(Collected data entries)
== Segment start ==
/******************************************************************************
   Author: Joaquín Béjar García
   Email: jb@taunais.com
   Date: 12/10/26
******************************************************************************/
use crate::constants::USER_AGENT;
use crate::error::{AppError, IceResult};
use async_trait::async_trait;
use reqwest::multipart::{Form, Part};
use reqwest::{Client, Method, StatusCode};
use serde::de::DeserializeOwned;
use serde_json::Value;
use tracing::{debug, error};

/// Body attached to an outgoing request
#[derive(Debug, Clone, PartialEq)]
pub enum RequestBody {
    /// No body
    Empty,
    /// JSON document, sent with `Content-Type: application/json`
    Json(Value),
    /// `multipart/form-data` fields, used for file uploads
    Multipart(Vec<FormField>),
}

/// One field of a multipart form
#[derive(Debug, Clone, PartialEq)]
pub struct FormField {
    /// Field name
    pub name: String,
    /// Field content
    pub value: String,
    /// File name, when the field is an uploaded file
    pub file_name: Option<String>,
}

impl FormField {
    /// Plain text field
    pub fn text(name: impl Into<String>, value: impl Into<String>) -> Self {
        Self {
            name: name.into(),
            value: value.into(),
            file_name: None,
        }
    }

    /// File field carrying `content` under `file_name`
    pub fn file(
        name: impl Into<String>,
        file_name: impl Into<String>,
        content: impl Into<String>,
    ) -> Self {
        Self {
            name: name.into(),
            value: content.into(),
            file_name: Some(file_name.into()),
        }
    }
}

/// A fully built request, ready to be handed to a transport
#[derive(Debug, Clone, PartialEq)]
pub struct HttpRequest {
    /// HTTP method
    pub method: Method,
    /// Absolute URL, without query string
    pub url: String,
    /// Headers, in insertion order
    pub headers: Vec<(String, String)>,
    /// Query parameters, in insertion order
    pub query: Vec<(String, String)>,
    /// Request body
    pub body: RequestBody,
}

impl HttpRequest {
    /// Request without headers, query or body
    pub fn new(method: Method, url: impl Into<String>) -> Self {
        Self {
            method,
            url: url.into(),
            headers: Vec::new(),
            query: Vec::new(),
            body: RequestBody::Empty,
        }
    }

    /// Value of the first header named `name` (case-insensitive)
    #[must_use]
    pub fn header(&self, name: &str) -> Option<&str> {
        self.headers
            .iter()
            .find(|(key, _)| key.eq_ignore_ascii_case(name))
            .map(|(_, value)| value.as_str())
    }

    /// Value of the first query parameter named `name`
    #[must_use]
    pub fn query_param(&self, name: &str) -> Option<&str> {
        self.query
            .iter()
            .find(|(key, _)| key == name)
            .map(|(_, value)| value.as_str())
    }
}

/// Raw response returned by a transport
#[derive(Debug, Clone, PartialEq)]
pub struct HttpResponse {
    /// HTTP status
    pub status: StatusCode,
    /// Body bytes
    pub body: Vec<u8>,
}

impl HttpResponse {
    /// Response with a text body
    pub fn new(status: StatusCode, body: impl Into<Vec<u8>>) -> Self {
        Self {
            status,
            body: body.into(),
        }
    }

    /// Body decoded as UTF-8, invalid sequences replaced
    #[must_use]
    pub fn text(&self) -> String {
        String::from_utf8_lossy(&self.body).into_owned()
    }

    /// Body decoded as JSON
    ///
    /// An empty body decodes as `null`, so endpoints answering with nothing can be read
    /// into `Value`, `()` or `Option<_>`.
    pub fn json<T: DeserializeOwned>(&self) -> IceResult<T> {
        if self.body.iter().all(u8::is_ascii_whitespace) {
            return Ok(serde_json::from_value(Value::Null)?);
        }
        Ok(serde_json::from_slice(&self.body)?)
    }
}

/// Capability sending requests to the ICE server
///
/// The client never talks to the network directly: every exchange goes through a
/// transport, so tests can substitute a fake one.
#[async_trait]
pub trait IceTransport: Send + Sync {
    /// Sends one request and returns the response, whatever its status
    ///
    /// Fails with [`AppError::Transport`] when no response could be obtained.
    async fn send(&self, request: HttpRequest) -> IceResult<HttpResponse>;
}

/// Transport backed by a `reqwest` client
#[derive(Debug, Clone)]
pub struct ReqwestTransport {
    client: Client,
}

impl ReqwestTransport {
    /// Creates a transport with the crate user agent
    pub fn new() -> IceResult<Self> {
        let client = Client::builder().user_agent(USER_AGENT).build()?;
        Ok(Self { client })
    }

    /// Wraps an already configured `reqwest` client (proxies, timeouts, certificates)
    #[must_use]
    pub fn with_client(client: Client) -> Self {
        Self { client }
    }
}

#[async_trait]
impl IceTransport for ReqwestTransport {
    async fn send(&self, request: HttpRequest) -> IceResult<HttpResponse> {
        let mut builder = self.client.request(request.method, &request.url);

        for (name, value) in &request.headers {
            builder = builder.header(name.as_str(), value.as_str());
        }

        if !request.query.is_empty() {
            builder = builder.query(&request.query);
        }

        builder = match request.body {
            RequestBody::Empty => builder,
            RequestBody::Json(value) => builder.json(&value),
            RequestBody::Multipart(fields) => {
                let mut form = Form::new();
                for field in fields {
                    form = match field.file_name {
                        Some(file_name) => {
                            form.part(field.name, Part::text(field.value).file_name(file_name))
                        }
                        None => form.text(field.name, field.value),
                    };
                }
                builder.multipart(form)
            }
        };

        let response = builder.send().await?;
        let status = response.status();
        let body = response.bytes().await?.to_vec();
        Ok(HttpResponse { status, body })
    }
}

/// Sends a request through `transport` and turns non-2xx responses into errors
///
/// # Returns
///
/// * `Ok(HttpResponse)` - The response, when its status is 2xx
/// * `Err(AppError::Authentication)` - On 401 and 403
/// * `Err(AppError::NotFound)` - On 404
/// * `Err(AppError::Remote)` - On any other non-2xx status
/// * `Err(AppError::Transport)` - When the request could not be sent
pub async fn make_http_request<T: IceTransport + ?Sized>(
    transport: &T,
    request: HttpRequest,
) -> IceResult<HttpResponse> {
    let method = request.method.clone();
    let url = request.url.clone();
    debug!("{} {}", method, url);

    let response = transport.send(request).await.inspect_err(|e| {
        error!("{} {} could not be sent: {}", method, url, e);
    })?;
    debug!("Response status: {}", response.status);

    if response.status.is_success() {
        return Ok(response);
    }

    let body = response.text();
    error!(
        "Request {} {} failed with status {}: {}",
        method, url, response.status, body
    );
    Err(AppError::from_status(response.status, body, &url))
}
== Segment end ==
TASK TO CARRY OUT:
Both end lines included, restate word for word the lines above from the line with "pub enum RequestBody" to the line with "an uploaded file", and nothing else.

ANSWER TO THIS EXERCISE:
pub enum RequestBody {
    /// No body
    Empty,
    /// JSON document, sent with `Content-Type: application/json`
    Json(Value),
    /// `multipart/form-data` fields, used for file uploads
    Multipart(Vec<FormField>),
}

/// One field of a multipart form
#[derive(Debug, Clone, PartialEq)]
pub struct FormField {
    /// Field name
    pub name: String,
    /// Field content
    pub value: String,
    /// File name, when the field is an uploaded file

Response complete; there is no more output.